2013年8月、南米コロンビアのメデジンで70人編成のオーケストラと共演したこのライブでは、アランが「本来あるべき姿」と語るシンフォニック・ヴァージョンで往年の名曲の数々をプレイしている。前後編にわたるロング・インタビューの前編でアランは『ライヴ・イン・コロンビア』とコンセプト・アルバムへのこだわりについて語ってくれたが、この後編では彼のプログレッシヴ・ロックとの交流、そしてエンジニア時代のエピソードについて語っている。




──『ライヴ・イン・コロンビア』に収められたコロンビアでのショーはどんなものでしたか?

アラン・パーソンズ:良いショーだったよ。今回リリースするにあたって音声と映像をチェックしたけど、バンドの演奏も良かったし、メデジン・フィルハーモニック・オーケストラとの呼吸もピッタリだった。12台のHDカメラと高音質で収録して、とても楽しい作品になったと思う。でも舞台裏は大変だったんだ。地元のテレビで生放送されたんだけど、我々がまさにステージに上がろうとして、イントロのBGMが流れ始めたとき、突然PAの電源が落ちたんだよ。それから20分間ずっとそのままで、これは延期かも…という流れだった。幸い復旧してライブができたけど、みんなピリピリしていて、お客さんも待たされて微妙な空気だった。でも最終的にみんなハッピーになってくれて、本当に良かった。

──アラン・パーソンズ・プロジェクトの名曲の数々にオーケストラ・アレンジを施すのはどのような作業でしたか?

アラン・パーソンズ:多くの場合、きわめてシンプルな作業だった。当時の曲には、元々オーケストラが入っていたものが数多くあった。だからオリジナルの楽譜を使って、それらの曲が本来あるべき姿に戻したんだ。「アイ・イン・ザ・スカイ」などでは新しいオーケストラ・アレンジをしたけど、「静寂と私」なんかはオリジナルのままだ。この曲はオーケストラ抜きではもう演奏できないね。コロンビア公演の数ヶ月前、ドイツでのライブを収めた『Livespan』というバンド形式のアルバムもあるんだ。そちらの演奏も良いけど、やはり『ライヴ・イン・コロンビア』こそが決定盤だ。

──『ライヴ・イン・コロンビア』は“アラン・パーソンズ・シンフォニック・プロジェクト”名義で発表されますが、もう“アラン・パーソンズ・プロジェクト”名義は使わないのですか?

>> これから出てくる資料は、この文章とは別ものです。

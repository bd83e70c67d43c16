//! Window placement, drag tracking, and stacking helpers used by the desktop reducer.

use std::collections::{BTreeMap, BTreeSet};

use crate::model::{
    DesktopState, DragSession, PointerPosition, WindowDescriptor, WindowId, WindowPosition,
};

/// Offset of the first cascaded window from the desktop origin.
pub const CASCADE_ORIGIN: i32 = 20;
/// Per-index cascade step.
pub const CASCADE_STEP: i32 = 20;
/// CSS z-index of the bottom window.
pub const Z_INDEX_BASE: i32 = 100;

/// Default position of the window at stacking index `index`.
pub fn cascade_position(index: usize) -> WindowPosition {
    let step = CASCADE_STEP.saturating_mul(i32::try_from(index).unwrap_or(i32::MAX));
    let offset = CASCADE_ORIGIN.saturating_add(step);
    WindowPosition {
        x: offset,
        y: offset,
    }
}

/// CSS z-index of the window at stacking index `index`.
pub fn z_index(index: usize) -> i32 {
    Z_INDEX_BASE.saturating_add(i32::try_from(index).unwrap_or(i32::MAX))
}

#[derive(Debug, Clone, PartialEq, Eq, Default)]
/// Per-window positions and the single active drag gesture.
///
/// Positions are keyed by id and may outlive the registry entry they belong to.
pub struct WindowManager {
    pub positions: BTreeMap<WindowId, WindowPosition>,
    pub dragging: Option<DragSession>,
}

impl WindowManager {
    /// Stored position of `window_id`, falling back to the cascade default for `index`.
    pub fn position_for(&self, window_id: WindowId, index: usize) -> WindowPosition {
        self.positions
            .get(&window_id)
            .copied()
            .unwrap_or_else(|| cascade_position(index))
    }

    /// Records a cascade default for a freshly opened window.
    ///
    /// The first cascade slot not currently held by any of `open_ids` is used, so a new window
    /// never lands exactly on top of another open window. An already stored position is kept.
    pub fn pin_default(
        &mut self,
        window_id: WindowId,
        open_ids: impl IntoIterator<Item = WindowId>,
    ) -> WindowPosition {
        if let Some(position) = self.positions.get(&window_id) {
            return *position;
        }
        let taken: BTreeSet<WindowPosition> = open_ids
            .into_iter()
            .filter(|id| *id != window_id)
            .filter_map(|id| self.positions.get(&id).copied())
            .collect();
        let position = (0..=taken.len())
            .map(cascade_position)
            .find(|slot| !taken.contains(slot))
            .unwrap_or_else(|| cascade_position(taken.len()));
        self.positions.insert(window_id, position);
        position
    }

    /// Starts a drag gesture anchored at `pointer`.
    pub fn begin_drag(&mut self, window_id: WindowId, index: usize, pointer: PointerPosition) {
        self.dragging = Some(DragSession {
            window_id,
            anchor: pointer,
            base_offset: self.position_for(window_id, index),
        });
    }

    /// Moves the dragged window so it follows `pointer`.
    ///
    /// Returns `false` when no drag is active.
    pub fn update_drag(&mut self, pointer: PointerPosition) -> bool {
        let Some(session) = self.dragging else {
            return false;
        };
        let position = session
            .base_offset
            .offset(pointer.x - session.anchor.x, pointer.y - session.anchor.y);
        self.positions.insert(session.window_id, position);
        true
    }

    /// Clears the drag slot; the last position stays stored.
    pub fn end_drag(&mut self) {
        self.dragging = None;
    }
}

#[derive(Debug, Clone, PartialEq, Eq)]
/// Render-ready placement of one visible window.
pub struct WindowPlacement {
    pub descriptor: WindowDescriptor,
    pub position: WindowPosition,
    pub z_index: i32,
}

fn placement(manager: &WindowManager, index: usize, window: &WindowDescriptor) -> WindowPlacement {
    WindowPlacement {
        descriptor: window.clone(),
        position: manager.position_for(window.id, index),
        z_index: z_index(index),
    }
}

/// Placement of a registered window, minimized or not.
pub fn window_placement(
    state: &DesktopState,
    manager: &WindowManager,
    window_id: WindowId,
) -> Option<WindowPlacement> {
    let index = state.window_index(window_id)?;
    Some(placement(manager, index, &state.windows[index]))
}

/// Non-minimized windows in stacking order with their resolved position and z-index.
pub fn visible_windows(state: &DesktopState, manager: &WindowManager) -> Vec<WindowPlacement> {
    state
        .windows
        .iter()
        .enumerate()
        .filter(|(_, window)| !window.minimized)
        .map(|(index, window)| placement(manager, index, window))
        .collect()
}

#[cfg(test)]
mod tests {
    use pretty_assertions::assert_eq;

    use super::*;
    use crate::model::ContentType;
    use crate::registry::{open_window, toggle_minimize};

    #[test]
    fn cascade_steps_diagonally_from_origin() {
        assert_eq!(cascade_position(0), WindowPosition { x: 20, y: 20 });
        assert_eq!(cascade_position(3), WindowPosition { x: 80, y: 80 });
        assert_eq!(z_index(0), 100);
        assert_eq!(z_index(4), 104);
    }

    #[test]
    fn drag_follows_pointer_delta_from_anchor() {
        let mut manager = WindowManager::default();
        let id = WindowId(1);
        manager.positions.insert(id, cascade_position(1));
        manager.begin_drag(id, 1, PointerPosition { x: 300, y: 200 });

        assert!(manager.update_drag(PointerPosition { x: 310, y: 190 }));
        assert!(manager.update_drag(PointerPosition { x: 350, y: 230 }));
        assert_eq!(manager.positions[&id], WindowPosition { x: 90, y: 70 });

        manager.end_drag();
        assert!(!manager.update_drag(PointerPosition { x: 0, y: 0 }));
        assert_eq!(manager.positions[&id], WindowPosition { x: 90, y: 70 });
    }

    #[test]
    fn pinning_never_overwrites_a_dragged_position() {
        let mut manager = WindowManager::default();
        let id = WindowId(4);
        manager
            .positions
            .insert(id, WindowPosition { x: 500, y: 10 });
        assert_eq!(
            manager.pin_default(id, [id]),
            WindowPosition { x: 500, y: 10 }
        );
        assert_eq!(manager.position_for(id, 0), WindowPosition { x: 500, y: 10 });
    }

    #[test]
    fn pinning_takes_the_first_free_cascade_slot() {
        let mut manager = WindowManager::default();
        let (a, b, c) = (WindowId(1), WindowId(2), WindowId(3));
        manager.positions.insert(a, cascade_position(1));
        manager.positions.insert(b, cascade_position(0).offset(5, 0));

        assert_eq!(manager.pin_default(c, [a, b, c]), cascade_position(0));
        assert_eq!(manager.pin_default(WindowId(4), [a, b, c]), cascade_position(2));
    }

    #[test]
    fn minimized_windows_are_not_placed_but_keep_their_z_slot() {
        let mut state = DesktopState::default();
        let mut manager = WindowManager::default();
        for ty in [ContentType::City, ContentType::About, ContentType::User] {
            let id = open_window(&mut state, ty).expect("open");
            manager.pin_default(id, state.windows.iter().map(|w| w.id));
        }
        let about = state.windows[1].id;
        toggle_minimize(&mut state, about);

        let placed = visible_windows(&state, &manager);
        let summary: Vec<_> = placed
            .iter()
            .map(|p| (p.descriptor.content_type, p.position.x, p.z_index))
            .collect();
        assert_eq!(
            summary,
            vec![(ContentType::City, 20, 100), (ContentType::User, 60, 102)]
        );
    }
}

アラン・パーソンズ:うん、“アラン・パーソンズ・プロジェクト”は私とエリック・ウルフソンの2人のグループだったんだ。1974年、私はアビー・ロード・スタジオでアシスタント・エンジニアをやっていて、エリックはセッション・ピアニストとしてスタジオを訪れていた。彼はとてもユーモアのある人物で、すっかり意気投合したんだ。エリックと生み出した音楽は誇りにできるものだし、アラン・パーソンズ・プロジェクトは彼と私の2人のものだから、1990年に彼とのパートナーシップを終えたときに封印したんだ。でもアラン・パーソンズは私の名前だし、“ライブ・プロジェクト”や“シンフォニック・プロジェクト”は問題ない。生前のエリックもそれはOKしてくれたよ(2009年に死去)。

──ヒット曲の数々が披露されるのに加えて、「運命の切り札」組曲が完全演奏されているのもハイライトのひとつですね。

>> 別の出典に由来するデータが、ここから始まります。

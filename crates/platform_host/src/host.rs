//! Shared host-service bundle injected into the desktop runtime and mounted apps.

use std::rc::Rc;

use crate::{MemoryRecordStore, RecordStore};

/// Runtime-selected host service bundle injected into the shared desktop runtime.
///
/// Environment-specific adapter selection happens before this bundle crosses into
/// `desktop_runtime`, so the runtime and app crates only see the [`RecordStore`] contract.
#[derive(Clone)]
pub struct HostServices {
    /// Per-key record collection store shared by every entity form.
    pub records: Rc<dyn RecordStore>,
}

impl HostServices {
    /// Wraps a concrete record store adapter.
    pub fn new(records: Rc<dyn RecordStore>) -> Self {
        Self { records }
    }

    /// Builds a bundle backed by a fresh [`MemoryRecordStore`].
    pub fn in_memory() -> Self {
        Self::new(Rc::new(MemoryRecordStore::default()))
    }
}

impl std::fmt::Debug for HostServices {
    fn fmt(&self, f: &mut std::fmt::Formatter<'_>) -> std::fmt::Result {
        f.debug_struct("HostServices").finish_non_exhaustive()
    }
}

アラン・パーソンズ:「運命の切り札」はもう2年ぐらいやっているけど、いつも盛り上がるんだ。ライブに来るお客さんはヒット・シングルも聴きたいけど、プログレッシヴな大曲も好きなんだよ。現代のメインストリーム音楽シーンは一変してしまって、もうアルバムを作る意義すら感じないけど、ライブで過去の大曲をプレイするのは楽しいし、これからもやろうと考えている。近い将来、『怪奇と幻想の物語~エドガー・アラン・ポーの世界』(1976)の完全再現ツアーをやるつもりなんだ。

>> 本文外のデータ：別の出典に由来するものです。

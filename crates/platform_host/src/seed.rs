//! First-run seed records for every persisted collection.

use crate::{
    has_collection, try_set_records, CatalogEntry, Collection, RecordStore, RecordStoreError,
    UserRecord,
};

fn catalog(rows: &[(&str, &str, &str)]) -> Vec<CatalogEntry> {
    rows.iter()
        .map(|(id, name, code)| CatalogEntry {
            id: (*id).to_string(),
            name: (*name).to_string(),
            code: (*code).to_string(),
            is_active: true,
        })
        .collect()
}

/// Seed cities.
pub fn seed_cities() -> Vec<CatalogEntry> {
    catalog(&[
        ("1", "Bogotá", "BOG"),
        ("2", "Medellín", "MED"),
        ("3", "Cali", "CAL"),
    ])
}

/// Seed departments.
pub fn seed_departments() -> Vec<CatalogEntry> {
    catalog(&[
        ("1", "Cundinamarca", "CUN"),
        ("2", "Antioquia", "ANT"),
        ("3", "Valle del Cauca", "VAL"),
    ])
}

/// Seed professions.
pub fn seed_professions() -> Vec<CatalogEntry> {
    catalog(&[
        ("1", "Ingeniero de Software", "IS"),
        ("2", "Médico", "MD"),
        ("3", "Arquitecto", "ARQ"),
    ])
}

/// Seed users; foreign keys point at the seed catalogs.
pub fn seed_users() -> Vec<UserRecord> {
    [
        ("1", "Juan Pérez", "jperez", "jperez@email.com"),
        ("2", "María Gómez", "mgomez", "mgomez@email.com"),
    ]
    .into_iter()
    .map(|(id, name, username, email)| UserRecord {
        id: id.to_string(),
        name: name.to_string(),
        username: username.to_string(),
        email: email.to_string(),
        city_id: id.to_string(),
        department_id: id.to_string(),
        profession_id: id.to_string(),
        is_active: true,
    })
    .collect()
}

/// Writes the seed records for one collection.
///
/// # Errors
///
/// Returns an error when the store rejects the write.
pub fn seed_records_for<S: RecordStore + ?Sized>(
    store: &S,
    collection: Collection,
) -> Result<(), RecordStoreError> {
    let key = collection.key();
    match collection {
        Collection::Cities => try_set_records(store, key, &seed_cities()),
        Collection::Departments => try_set_records(store, key, &seed_departments()),
        Collection::Professions => try_set_records(store, key, &seed_professions()),
        Collection::Users => try_set_records(store, key, &seed_users()),
    }
}

/// Seeds every collection whose key is absent or blank and returns the seeded collections.
///
/// Collections already holding content are never overwritten.
///
/// # Errors
///
/// Returns the first store write failure; collections seeded before it stay written.
pub fn seed_missing_collections<S: RecordStore + ?Sized>(
    store: &S,
) -> Result<Vec<Collection>, RecordStoreError> {
    let mut seeded = Vec::new();
    for collection in Collection::ALL {
        if has_collection(store, collection.key()) {
            continue;
        }
        seed_records_for(store, collection)?;
        seeded.push(collection);
    }
    Ok(seeded)
}

#[cfg(test)]
mod tests {
    use pretty_assertions::assert_eq;

    use super::*;
    use crate::{get_records, set_records, MemoryRecordStore};

    #[test]
    fn first_run_seeds_every_collection() {
        let store = MemoryRecordStore::default();
        let seeded = seed_missing_collections(&store).expect("seed");
        assert_eq!(seeded, Collection::ALL.to_vec());

        let cities: Vec<CatalogEntry> = get_records(&store, "cities");
        assert_eq!(
            cities.iter().map(|c| c.code.as_str()).collect::<Vec<_>>(),
            vec!["BOG", "MED", "CAL"]
        );
        let users: Vec<UserRecord> = get_records(&store, "users");
        assert_eq!(users.len(), 2);
        assert_eq!(users[1].username, "mgomez");
        assert_eq!(users[1].city_id, "2");
    }

    #[test]
    fn seeding_is_idempotent_and_never_overwrites_present_keys() {
        let store = MemoryRecordStore::default();
        let custom = vec![CatalogEntry {
            id: "x".to_string(),
            name: "Tunja".to_string(),
            code: "TUN".to_string(),
            is_active: false,
        }];
        assert!(set_records(&store, "cities", &custom));

        let seeded = seed_missing_collections(&store).expect("seed");
        assert_eq!(
            seeded,
            vec![
                Collection::Departments,
                Collection::Professions,
                Collection::Users
            ]
        );
        let cities: Vec<CatalogEntry> = get_records(&store, "cities");
        assert_eq!(cities, custom);

        assert_eq!(seed_missing_collections(&store).expect("reseed"), Vec::new());
    }
}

──現時点であなたの最新アルバムは2004年『A Valid Path』だと思いますが、もうアルバムは作らないのですか?

アラン・パーソンズ:うーん、どうだろうね。街を歩けば、スマホが人々の最大の友であることがわかる。みんなスマホでメールやゲームをしたり…彼らの日常において音楽は、さまざまな娯楽のひとつに過ぎないんだよ。誰もが音楽はタダだと考えている。悲しいね。もしかしたら引退する前にあと1枚だけアルバムを作るかも知れないけど、それはコンセプト・アルバムにはならないだろう。『A Valid Path』もコンセプト・アルバムではなく、曲のコレクションだった。私が最後に発表したコンセプト作品は『オン・エアー』(1996)だろう。もう20年コンセプト・アルバムを作っていないんだ。

──アラン・パーソンズ・プロジェクト時代、アルバムのコンセプトはあなたとエリックでどのような比重になっていたのでしょうか?


アラン・パーソンズ:コンセプトの多くはエリックによるものだった。『ガウディ』(1987)も彼がスペインのバルセロナを訪れたりして、アイディアを組み立てていったんだ。私がコンセプトを考えたのは『ピラミッド』(1978)ぐらいかな。あのアルバムは元々さまざまなウィッチクラフト(魔術)をテーマにする筈だったんだ。それで調査をしていくうちにピラミッド・パワーに興味を持って、それに集中することになった。ただ忘れてはならないのは、アラン・パーソンズ・プロジェクトがコンセプト作だけを作っていたわけではないことだ。『アイ・イン・ザ・スカイ』(1982)がコンセプト・アルバムだとは思わない。いろんな“意味”を見出して、コンセプト・アルバムだ!と言ってくれる人はいるけどね。『ステレオトミー』(1986)もコンセプト作ではないよ。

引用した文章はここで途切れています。